* _What the task requires_
Among the entries below, extract exactly the lines that run from the one with "in reading order." through the one with "pub fn new(args: &CheckArgs)", both ends included.

*** Data supplied ***

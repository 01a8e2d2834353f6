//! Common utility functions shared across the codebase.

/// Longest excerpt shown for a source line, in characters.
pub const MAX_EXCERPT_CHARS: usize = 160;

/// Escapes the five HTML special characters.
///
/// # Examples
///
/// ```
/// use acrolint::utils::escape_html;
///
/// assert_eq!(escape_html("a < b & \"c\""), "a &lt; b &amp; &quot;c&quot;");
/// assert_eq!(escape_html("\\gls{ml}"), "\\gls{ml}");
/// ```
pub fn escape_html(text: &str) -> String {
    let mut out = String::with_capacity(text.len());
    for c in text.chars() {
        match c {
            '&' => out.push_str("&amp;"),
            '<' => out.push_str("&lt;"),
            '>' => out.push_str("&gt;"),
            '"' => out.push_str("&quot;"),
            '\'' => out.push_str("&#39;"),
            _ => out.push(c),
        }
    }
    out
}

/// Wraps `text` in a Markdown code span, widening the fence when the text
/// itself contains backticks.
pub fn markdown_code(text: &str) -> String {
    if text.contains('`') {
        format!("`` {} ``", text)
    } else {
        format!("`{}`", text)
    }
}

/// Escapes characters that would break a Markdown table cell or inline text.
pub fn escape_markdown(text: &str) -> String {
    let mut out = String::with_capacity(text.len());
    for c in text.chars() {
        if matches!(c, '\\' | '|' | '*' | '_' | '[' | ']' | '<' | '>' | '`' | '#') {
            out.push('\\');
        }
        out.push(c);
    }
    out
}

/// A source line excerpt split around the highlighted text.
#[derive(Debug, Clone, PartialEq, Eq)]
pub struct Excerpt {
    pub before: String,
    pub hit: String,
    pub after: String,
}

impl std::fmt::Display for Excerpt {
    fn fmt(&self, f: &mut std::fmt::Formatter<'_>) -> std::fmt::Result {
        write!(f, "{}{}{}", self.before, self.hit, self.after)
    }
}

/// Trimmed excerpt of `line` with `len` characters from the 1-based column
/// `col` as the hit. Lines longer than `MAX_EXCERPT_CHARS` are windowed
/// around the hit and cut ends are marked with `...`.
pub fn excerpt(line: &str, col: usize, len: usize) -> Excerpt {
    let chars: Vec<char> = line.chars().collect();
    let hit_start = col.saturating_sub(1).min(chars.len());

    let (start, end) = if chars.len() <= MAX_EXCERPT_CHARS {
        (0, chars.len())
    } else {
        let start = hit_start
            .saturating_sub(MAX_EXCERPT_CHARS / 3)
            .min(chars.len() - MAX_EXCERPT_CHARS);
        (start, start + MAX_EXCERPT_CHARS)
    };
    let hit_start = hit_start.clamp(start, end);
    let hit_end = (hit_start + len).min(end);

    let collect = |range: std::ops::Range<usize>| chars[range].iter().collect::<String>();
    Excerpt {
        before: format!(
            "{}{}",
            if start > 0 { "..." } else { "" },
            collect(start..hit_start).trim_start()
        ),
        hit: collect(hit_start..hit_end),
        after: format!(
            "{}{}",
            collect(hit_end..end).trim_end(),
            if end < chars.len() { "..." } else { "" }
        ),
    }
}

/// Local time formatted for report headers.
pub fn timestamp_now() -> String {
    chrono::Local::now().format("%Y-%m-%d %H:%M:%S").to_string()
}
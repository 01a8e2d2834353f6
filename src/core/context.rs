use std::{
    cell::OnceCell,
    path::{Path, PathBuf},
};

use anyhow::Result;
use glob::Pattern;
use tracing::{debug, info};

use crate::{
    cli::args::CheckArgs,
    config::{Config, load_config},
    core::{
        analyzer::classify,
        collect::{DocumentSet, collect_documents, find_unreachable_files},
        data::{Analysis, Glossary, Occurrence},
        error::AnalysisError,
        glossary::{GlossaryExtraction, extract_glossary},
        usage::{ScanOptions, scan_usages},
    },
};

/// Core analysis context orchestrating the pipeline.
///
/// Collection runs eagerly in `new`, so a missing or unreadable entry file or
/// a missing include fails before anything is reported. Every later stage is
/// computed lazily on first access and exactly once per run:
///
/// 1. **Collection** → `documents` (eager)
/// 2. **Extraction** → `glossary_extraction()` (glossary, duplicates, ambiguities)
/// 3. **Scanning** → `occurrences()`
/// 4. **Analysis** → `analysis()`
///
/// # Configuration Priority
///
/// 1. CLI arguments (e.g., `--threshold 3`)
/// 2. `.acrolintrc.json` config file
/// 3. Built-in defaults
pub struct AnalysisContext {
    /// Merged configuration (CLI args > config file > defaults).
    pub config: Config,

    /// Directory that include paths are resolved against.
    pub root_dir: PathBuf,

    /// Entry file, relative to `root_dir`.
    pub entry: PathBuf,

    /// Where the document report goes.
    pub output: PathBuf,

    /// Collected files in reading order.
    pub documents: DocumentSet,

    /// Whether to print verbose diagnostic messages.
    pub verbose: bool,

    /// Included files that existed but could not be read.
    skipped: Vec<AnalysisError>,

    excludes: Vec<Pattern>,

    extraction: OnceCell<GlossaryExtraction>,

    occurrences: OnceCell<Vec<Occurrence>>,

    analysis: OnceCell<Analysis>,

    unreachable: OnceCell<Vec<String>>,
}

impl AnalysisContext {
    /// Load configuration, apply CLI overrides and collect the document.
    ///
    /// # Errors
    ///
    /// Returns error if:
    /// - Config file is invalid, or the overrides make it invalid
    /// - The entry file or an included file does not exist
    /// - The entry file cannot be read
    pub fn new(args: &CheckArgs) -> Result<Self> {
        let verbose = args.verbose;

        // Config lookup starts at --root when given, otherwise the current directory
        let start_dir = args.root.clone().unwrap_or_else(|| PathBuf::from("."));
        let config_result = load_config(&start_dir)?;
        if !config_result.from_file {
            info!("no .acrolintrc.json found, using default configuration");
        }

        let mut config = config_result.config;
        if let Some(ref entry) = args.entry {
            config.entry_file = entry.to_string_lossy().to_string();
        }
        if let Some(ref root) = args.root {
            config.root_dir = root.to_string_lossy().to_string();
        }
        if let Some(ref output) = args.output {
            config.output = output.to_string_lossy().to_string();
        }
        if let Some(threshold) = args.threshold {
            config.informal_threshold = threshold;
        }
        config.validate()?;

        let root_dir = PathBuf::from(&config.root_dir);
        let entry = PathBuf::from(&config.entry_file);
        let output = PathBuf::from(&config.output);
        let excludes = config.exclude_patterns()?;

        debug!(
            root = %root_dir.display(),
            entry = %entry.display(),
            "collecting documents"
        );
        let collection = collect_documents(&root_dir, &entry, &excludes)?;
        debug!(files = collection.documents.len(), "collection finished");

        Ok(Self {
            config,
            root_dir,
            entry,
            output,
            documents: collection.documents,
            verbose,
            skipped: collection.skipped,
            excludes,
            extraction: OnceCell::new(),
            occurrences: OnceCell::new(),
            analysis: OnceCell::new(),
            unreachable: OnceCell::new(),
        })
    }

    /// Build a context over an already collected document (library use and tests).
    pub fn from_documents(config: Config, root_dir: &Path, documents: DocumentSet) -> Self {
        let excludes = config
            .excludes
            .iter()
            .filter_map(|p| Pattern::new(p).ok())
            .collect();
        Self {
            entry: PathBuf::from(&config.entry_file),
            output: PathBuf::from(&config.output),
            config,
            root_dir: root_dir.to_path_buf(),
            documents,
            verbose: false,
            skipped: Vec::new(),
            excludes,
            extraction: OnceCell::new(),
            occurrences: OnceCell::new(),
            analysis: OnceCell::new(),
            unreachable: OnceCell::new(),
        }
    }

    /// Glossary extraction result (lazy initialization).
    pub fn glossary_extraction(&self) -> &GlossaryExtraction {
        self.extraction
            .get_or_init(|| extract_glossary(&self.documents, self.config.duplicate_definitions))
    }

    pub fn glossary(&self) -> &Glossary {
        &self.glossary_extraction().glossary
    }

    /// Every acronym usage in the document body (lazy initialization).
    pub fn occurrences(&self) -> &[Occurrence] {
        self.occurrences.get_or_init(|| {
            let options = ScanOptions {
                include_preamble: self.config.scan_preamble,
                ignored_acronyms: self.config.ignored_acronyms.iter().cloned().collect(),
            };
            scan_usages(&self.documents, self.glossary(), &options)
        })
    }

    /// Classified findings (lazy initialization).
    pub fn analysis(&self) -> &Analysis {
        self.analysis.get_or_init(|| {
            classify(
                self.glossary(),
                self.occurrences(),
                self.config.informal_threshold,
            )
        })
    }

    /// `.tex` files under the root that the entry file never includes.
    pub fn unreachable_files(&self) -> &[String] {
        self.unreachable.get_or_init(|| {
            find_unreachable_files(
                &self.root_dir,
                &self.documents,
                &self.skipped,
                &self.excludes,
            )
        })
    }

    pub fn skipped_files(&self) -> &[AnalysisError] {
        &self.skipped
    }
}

***

* _Result below_
    /// Collected files in reading order.
    pub documents: DocumentSet,

    /// Whether to print verbose diagnostic messages.
    pub verbose: bool,

    /// Included files that existed but could not be read.
    skipped: Vec<AnalysisError>,

    excludes: Vec<Pattern>,

    extraction: OnceCell<GlossaryExtraction>,

    occurrences: OnceCell<Vec<Occurrence>>,

    analysis: OnceCell<Analysis>,

    unreachable: OnceCell<Vec<String>>,
}

impl AnalysisContext {
    /// Load configuration, apply CLI overrides and collect the document.
    ///
    /// # Errors
    ///
    /// Returns error if:
    /// - Config file is invalid, or the overrides make it invalid
    /// - The entry file or an included file does not exist
    /// - The entry file cannot be read
    pub fn new(args: &CheckArgs) -> Result<Self> {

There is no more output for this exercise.